What you need to do: Everything from the first line below through the line with "the audit log." is to be transcribed exactly, and nothing past it.
BEGIN
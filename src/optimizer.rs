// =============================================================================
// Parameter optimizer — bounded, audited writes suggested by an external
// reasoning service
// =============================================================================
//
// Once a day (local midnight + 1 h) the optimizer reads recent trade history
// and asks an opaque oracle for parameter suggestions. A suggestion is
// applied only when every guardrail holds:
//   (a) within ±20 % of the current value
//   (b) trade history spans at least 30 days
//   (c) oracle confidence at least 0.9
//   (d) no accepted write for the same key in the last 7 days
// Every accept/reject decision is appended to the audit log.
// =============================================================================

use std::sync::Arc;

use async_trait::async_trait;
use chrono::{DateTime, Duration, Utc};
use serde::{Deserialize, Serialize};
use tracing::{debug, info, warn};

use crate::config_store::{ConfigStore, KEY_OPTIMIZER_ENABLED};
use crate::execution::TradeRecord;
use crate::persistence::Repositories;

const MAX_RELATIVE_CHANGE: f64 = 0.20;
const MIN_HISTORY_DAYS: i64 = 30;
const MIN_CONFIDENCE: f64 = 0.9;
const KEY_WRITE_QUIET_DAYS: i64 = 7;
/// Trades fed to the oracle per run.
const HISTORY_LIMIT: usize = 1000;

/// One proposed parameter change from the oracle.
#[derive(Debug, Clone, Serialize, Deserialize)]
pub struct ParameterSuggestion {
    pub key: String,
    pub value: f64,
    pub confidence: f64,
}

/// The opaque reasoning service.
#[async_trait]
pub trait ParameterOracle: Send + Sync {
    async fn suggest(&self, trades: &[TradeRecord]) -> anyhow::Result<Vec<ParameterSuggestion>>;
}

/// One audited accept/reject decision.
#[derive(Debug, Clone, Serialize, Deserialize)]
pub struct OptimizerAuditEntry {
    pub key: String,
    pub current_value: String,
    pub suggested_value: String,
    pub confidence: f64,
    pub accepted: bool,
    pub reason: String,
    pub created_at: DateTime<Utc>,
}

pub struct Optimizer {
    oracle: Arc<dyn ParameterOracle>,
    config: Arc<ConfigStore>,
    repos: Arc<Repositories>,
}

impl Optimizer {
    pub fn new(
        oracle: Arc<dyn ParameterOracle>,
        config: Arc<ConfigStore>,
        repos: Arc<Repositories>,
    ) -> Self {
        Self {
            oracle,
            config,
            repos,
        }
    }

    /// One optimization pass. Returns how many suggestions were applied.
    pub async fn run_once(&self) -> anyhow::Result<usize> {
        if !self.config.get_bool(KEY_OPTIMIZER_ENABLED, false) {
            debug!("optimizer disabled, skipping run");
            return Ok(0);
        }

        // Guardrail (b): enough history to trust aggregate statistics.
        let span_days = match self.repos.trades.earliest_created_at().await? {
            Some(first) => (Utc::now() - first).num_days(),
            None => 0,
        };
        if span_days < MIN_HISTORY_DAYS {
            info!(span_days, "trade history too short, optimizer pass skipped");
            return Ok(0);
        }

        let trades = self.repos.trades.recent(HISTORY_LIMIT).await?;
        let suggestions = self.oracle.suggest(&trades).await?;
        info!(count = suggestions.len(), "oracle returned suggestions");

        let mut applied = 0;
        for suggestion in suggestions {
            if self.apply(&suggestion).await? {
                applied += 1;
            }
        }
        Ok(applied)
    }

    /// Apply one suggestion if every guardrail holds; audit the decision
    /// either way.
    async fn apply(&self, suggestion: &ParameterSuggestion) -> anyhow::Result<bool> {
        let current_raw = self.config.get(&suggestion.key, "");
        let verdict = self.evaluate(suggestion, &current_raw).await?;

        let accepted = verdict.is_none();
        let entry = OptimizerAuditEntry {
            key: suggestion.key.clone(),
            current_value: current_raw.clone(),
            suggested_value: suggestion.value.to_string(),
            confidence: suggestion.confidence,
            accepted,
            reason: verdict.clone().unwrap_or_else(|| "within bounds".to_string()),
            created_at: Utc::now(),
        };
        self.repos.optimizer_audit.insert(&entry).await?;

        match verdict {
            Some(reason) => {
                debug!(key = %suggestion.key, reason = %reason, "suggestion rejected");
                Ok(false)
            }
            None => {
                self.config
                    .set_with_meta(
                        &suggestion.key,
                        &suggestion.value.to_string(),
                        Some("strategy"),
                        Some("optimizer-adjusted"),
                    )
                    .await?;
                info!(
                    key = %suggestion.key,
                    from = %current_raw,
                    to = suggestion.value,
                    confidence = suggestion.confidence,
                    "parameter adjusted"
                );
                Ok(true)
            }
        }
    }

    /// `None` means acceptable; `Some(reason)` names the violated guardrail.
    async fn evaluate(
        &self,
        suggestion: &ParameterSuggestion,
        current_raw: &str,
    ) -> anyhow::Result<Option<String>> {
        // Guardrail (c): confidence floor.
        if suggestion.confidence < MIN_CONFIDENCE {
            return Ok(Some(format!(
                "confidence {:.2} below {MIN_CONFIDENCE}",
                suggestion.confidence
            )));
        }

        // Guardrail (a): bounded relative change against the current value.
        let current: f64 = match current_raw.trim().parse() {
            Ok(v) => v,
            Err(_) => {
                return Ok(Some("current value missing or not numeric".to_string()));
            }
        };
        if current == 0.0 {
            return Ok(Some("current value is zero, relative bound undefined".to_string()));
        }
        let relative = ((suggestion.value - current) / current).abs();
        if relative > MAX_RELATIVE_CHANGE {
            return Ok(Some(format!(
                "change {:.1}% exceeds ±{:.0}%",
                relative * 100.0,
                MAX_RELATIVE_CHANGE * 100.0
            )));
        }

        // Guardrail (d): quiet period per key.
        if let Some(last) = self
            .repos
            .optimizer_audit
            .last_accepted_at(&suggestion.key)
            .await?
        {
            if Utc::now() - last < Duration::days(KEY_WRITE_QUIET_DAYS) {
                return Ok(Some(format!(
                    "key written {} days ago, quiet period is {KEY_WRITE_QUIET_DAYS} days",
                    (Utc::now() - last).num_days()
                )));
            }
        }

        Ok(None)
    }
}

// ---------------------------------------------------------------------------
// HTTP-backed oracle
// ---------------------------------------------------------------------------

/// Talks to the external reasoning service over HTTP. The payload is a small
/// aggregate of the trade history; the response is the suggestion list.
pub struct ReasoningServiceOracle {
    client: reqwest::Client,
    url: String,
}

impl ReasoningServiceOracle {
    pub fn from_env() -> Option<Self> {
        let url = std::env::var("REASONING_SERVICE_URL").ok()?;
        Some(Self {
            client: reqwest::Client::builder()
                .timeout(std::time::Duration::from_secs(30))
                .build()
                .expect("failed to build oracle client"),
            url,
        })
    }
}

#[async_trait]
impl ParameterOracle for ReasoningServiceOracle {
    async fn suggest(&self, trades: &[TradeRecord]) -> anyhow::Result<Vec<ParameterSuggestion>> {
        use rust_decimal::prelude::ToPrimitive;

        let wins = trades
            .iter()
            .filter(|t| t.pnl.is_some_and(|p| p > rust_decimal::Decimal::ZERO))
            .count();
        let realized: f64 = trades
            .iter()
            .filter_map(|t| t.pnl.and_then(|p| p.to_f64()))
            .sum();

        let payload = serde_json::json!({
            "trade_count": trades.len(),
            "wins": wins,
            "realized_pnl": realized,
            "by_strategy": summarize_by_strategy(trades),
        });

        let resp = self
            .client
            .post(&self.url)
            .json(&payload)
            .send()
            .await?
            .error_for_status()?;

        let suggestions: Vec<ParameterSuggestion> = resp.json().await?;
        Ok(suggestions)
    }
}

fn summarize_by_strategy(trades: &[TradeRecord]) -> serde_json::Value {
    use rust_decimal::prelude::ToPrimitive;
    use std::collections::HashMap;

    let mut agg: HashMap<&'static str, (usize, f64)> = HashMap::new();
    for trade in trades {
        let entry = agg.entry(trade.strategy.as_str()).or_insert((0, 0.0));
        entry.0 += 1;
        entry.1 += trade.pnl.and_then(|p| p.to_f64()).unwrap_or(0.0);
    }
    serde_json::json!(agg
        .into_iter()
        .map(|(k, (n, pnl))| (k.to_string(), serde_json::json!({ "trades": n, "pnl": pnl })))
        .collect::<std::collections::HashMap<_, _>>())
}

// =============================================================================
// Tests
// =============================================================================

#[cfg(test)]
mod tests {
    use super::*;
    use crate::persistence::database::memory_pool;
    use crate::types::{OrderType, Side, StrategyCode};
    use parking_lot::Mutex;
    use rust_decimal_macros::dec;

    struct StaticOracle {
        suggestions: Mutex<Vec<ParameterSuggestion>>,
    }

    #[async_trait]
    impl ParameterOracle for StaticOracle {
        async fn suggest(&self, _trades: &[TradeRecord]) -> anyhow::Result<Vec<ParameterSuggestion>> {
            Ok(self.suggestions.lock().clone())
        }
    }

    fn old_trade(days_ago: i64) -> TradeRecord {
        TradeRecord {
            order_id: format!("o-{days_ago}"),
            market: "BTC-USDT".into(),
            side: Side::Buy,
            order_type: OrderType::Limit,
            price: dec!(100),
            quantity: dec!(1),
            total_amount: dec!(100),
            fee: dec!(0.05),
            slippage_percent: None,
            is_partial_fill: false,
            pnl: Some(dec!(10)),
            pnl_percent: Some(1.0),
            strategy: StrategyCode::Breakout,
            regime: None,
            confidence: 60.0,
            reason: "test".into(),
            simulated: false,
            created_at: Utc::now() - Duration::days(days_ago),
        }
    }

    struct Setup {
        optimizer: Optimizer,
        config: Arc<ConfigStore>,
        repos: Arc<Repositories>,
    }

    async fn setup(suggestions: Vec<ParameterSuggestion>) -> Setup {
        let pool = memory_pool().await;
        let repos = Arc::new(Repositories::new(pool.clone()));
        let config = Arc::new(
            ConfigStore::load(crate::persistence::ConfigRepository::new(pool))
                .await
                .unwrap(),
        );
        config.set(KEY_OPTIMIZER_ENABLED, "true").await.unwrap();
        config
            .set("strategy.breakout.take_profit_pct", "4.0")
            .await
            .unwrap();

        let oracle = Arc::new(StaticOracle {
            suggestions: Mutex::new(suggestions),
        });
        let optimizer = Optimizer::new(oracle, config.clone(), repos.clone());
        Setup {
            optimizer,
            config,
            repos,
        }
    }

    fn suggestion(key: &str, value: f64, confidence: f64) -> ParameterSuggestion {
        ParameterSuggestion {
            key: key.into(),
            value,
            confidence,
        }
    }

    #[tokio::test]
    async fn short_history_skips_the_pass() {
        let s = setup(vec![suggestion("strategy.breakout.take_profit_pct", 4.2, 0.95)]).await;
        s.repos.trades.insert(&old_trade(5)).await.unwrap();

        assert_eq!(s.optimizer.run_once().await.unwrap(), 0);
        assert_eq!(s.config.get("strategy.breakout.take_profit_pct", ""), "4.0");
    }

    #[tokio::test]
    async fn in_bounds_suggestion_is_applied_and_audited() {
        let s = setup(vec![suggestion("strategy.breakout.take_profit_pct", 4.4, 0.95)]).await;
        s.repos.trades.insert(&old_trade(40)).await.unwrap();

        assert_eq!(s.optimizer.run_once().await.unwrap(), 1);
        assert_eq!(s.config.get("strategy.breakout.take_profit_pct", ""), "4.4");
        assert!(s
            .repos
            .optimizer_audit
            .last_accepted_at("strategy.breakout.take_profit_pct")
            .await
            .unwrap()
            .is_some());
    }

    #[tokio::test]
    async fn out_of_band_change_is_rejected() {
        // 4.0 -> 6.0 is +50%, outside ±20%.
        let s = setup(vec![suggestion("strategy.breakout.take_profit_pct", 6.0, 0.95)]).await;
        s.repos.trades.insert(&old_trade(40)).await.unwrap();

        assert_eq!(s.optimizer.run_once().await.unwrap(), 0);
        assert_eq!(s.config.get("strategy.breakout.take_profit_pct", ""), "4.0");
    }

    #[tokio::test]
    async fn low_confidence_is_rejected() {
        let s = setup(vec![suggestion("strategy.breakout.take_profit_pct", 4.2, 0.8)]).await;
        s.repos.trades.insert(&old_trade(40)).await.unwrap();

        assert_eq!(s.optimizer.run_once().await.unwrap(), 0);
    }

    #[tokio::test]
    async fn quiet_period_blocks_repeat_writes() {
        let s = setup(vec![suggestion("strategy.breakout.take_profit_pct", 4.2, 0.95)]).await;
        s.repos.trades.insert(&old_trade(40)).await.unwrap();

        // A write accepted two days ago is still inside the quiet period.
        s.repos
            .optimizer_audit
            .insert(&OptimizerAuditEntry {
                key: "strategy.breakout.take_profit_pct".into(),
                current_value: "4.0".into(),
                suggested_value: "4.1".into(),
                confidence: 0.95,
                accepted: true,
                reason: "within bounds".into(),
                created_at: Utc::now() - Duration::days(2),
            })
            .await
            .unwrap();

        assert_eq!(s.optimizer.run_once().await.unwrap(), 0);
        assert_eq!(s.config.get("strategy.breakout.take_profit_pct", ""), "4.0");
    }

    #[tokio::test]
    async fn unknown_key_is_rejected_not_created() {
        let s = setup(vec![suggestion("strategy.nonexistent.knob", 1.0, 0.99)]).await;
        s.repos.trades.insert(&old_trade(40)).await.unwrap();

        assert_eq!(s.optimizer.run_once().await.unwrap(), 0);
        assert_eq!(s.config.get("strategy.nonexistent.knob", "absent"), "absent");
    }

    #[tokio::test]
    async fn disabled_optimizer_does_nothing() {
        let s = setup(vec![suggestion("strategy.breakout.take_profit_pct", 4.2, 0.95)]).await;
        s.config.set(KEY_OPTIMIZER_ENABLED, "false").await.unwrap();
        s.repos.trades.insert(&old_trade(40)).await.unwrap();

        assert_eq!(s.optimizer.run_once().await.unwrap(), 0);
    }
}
END
Solved exercise:
filename src/optimizer.rs
// =============================================================================
// Parameter optimizer — bounded, audited writes suggested by an external
// reasoning service
// =============================================================================
//
// Once a day (local midnight + 1 h) the optimizer reads recent trade history
// and asks an opaque oracle for parameter suggestions. A suggestion is
// applied only when every guardrail holds:
//   (a) within ±20 % of the current value
//   (b) trade history spans at least 30 days
//   (c) oracle confidence at least 0.9
//   (d) no accepted write for the same key in the last 7 days
// Every accept/reject decision is appended to the audit log.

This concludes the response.